▶ _Problem requirements_:
From the top of the records below, return each line exactly, ending with the line that contains "pub const TRUE_HANDLE: &str".

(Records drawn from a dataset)

* * * * * * * * *

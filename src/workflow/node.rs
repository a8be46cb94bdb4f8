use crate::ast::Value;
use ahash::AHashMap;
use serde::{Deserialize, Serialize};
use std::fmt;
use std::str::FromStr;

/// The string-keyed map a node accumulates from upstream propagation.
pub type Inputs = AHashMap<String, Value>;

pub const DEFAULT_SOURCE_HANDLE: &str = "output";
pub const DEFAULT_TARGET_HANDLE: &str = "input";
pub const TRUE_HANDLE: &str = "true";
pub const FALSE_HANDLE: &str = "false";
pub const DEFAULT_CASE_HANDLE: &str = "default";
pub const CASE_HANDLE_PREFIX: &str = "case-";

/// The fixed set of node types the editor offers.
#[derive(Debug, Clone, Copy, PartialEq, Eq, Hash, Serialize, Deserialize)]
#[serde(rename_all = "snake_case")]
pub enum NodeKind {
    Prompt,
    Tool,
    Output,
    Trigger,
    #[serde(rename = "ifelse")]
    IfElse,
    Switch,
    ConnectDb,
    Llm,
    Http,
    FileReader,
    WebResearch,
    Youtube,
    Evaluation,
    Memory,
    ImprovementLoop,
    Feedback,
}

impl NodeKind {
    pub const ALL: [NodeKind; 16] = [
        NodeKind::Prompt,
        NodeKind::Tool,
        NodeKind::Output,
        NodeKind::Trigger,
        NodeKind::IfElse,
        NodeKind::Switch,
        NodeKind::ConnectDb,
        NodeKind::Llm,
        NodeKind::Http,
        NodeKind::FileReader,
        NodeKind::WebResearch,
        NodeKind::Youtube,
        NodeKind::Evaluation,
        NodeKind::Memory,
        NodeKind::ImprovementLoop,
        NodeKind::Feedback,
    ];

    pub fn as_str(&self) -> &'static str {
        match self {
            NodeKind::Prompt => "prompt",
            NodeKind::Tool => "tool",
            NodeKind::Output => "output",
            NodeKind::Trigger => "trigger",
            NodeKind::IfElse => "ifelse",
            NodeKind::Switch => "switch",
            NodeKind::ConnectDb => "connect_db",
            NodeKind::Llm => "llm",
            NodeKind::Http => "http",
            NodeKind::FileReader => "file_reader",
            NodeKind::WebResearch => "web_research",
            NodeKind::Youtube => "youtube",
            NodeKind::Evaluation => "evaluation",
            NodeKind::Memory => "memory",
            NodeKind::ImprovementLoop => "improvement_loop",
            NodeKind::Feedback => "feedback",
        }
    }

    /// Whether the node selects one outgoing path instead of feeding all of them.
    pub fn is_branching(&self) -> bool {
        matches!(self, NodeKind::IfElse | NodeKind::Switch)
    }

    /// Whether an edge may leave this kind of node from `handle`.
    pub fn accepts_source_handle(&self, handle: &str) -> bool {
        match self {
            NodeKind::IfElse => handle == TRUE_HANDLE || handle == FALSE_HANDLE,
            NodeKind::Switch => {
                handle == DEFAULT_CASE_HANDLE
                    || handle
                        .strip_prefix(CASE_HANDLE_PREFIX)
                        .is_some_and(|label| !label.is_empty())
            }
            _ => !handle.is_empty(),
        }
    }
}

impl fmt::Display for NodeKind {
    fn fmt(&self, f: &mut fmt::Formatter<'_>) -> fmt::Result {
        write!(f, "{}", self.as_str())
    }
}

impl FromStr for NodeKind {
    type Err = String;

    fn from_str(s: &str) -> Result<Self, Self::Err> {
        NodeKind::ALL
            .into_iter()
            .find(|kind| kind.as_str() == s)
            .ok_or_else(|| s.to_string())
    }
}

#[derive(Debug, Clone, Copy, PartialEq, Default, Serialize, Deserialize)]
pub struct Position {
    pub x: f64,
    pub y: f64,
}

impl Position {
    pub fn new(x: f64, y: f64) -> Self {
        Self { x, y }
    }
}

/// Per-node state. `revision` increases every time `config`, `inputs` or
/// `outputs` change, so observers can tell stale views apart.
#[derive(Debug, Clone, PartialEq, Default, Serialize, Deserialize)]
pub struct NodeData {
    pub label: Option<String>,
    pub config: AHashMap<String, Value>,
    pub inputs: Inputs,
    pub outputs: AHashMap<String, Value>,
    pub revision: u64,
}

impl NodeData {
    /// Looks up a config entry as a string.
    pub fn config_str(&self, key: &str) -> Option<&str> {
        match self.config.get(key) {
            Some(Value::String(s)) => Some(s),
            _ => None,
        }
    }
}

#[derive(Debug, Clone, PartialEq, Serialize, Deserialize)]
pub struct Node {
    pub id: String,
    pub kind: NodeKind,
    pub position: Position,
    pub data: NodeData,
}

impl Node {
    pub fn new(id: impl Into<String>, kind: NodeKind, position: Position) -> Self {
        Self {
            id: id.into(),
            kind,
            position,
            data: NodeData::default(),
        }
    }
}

* * * * * * * * *

▶ _Response_:
filename src/workflow/node.rs
repository a8be46cb94bdb4f8
use crate::ast::Value;
use ahash::AHashMap;
use serde::{Deserialize, Serialize};
use std::fmt;
use std::str::FromStr;

/// The string-keyed map a node accumulates from upstream propagation.
pub type Inputs = AHashMap<String, Value>;

pub const DEFAULT_SOURCE_HANDLE: &str = "output";
pub const DEFAULT_TARGET_HANDLE: &str = "input";
pub const TRUE_HANDLE: &str = "true";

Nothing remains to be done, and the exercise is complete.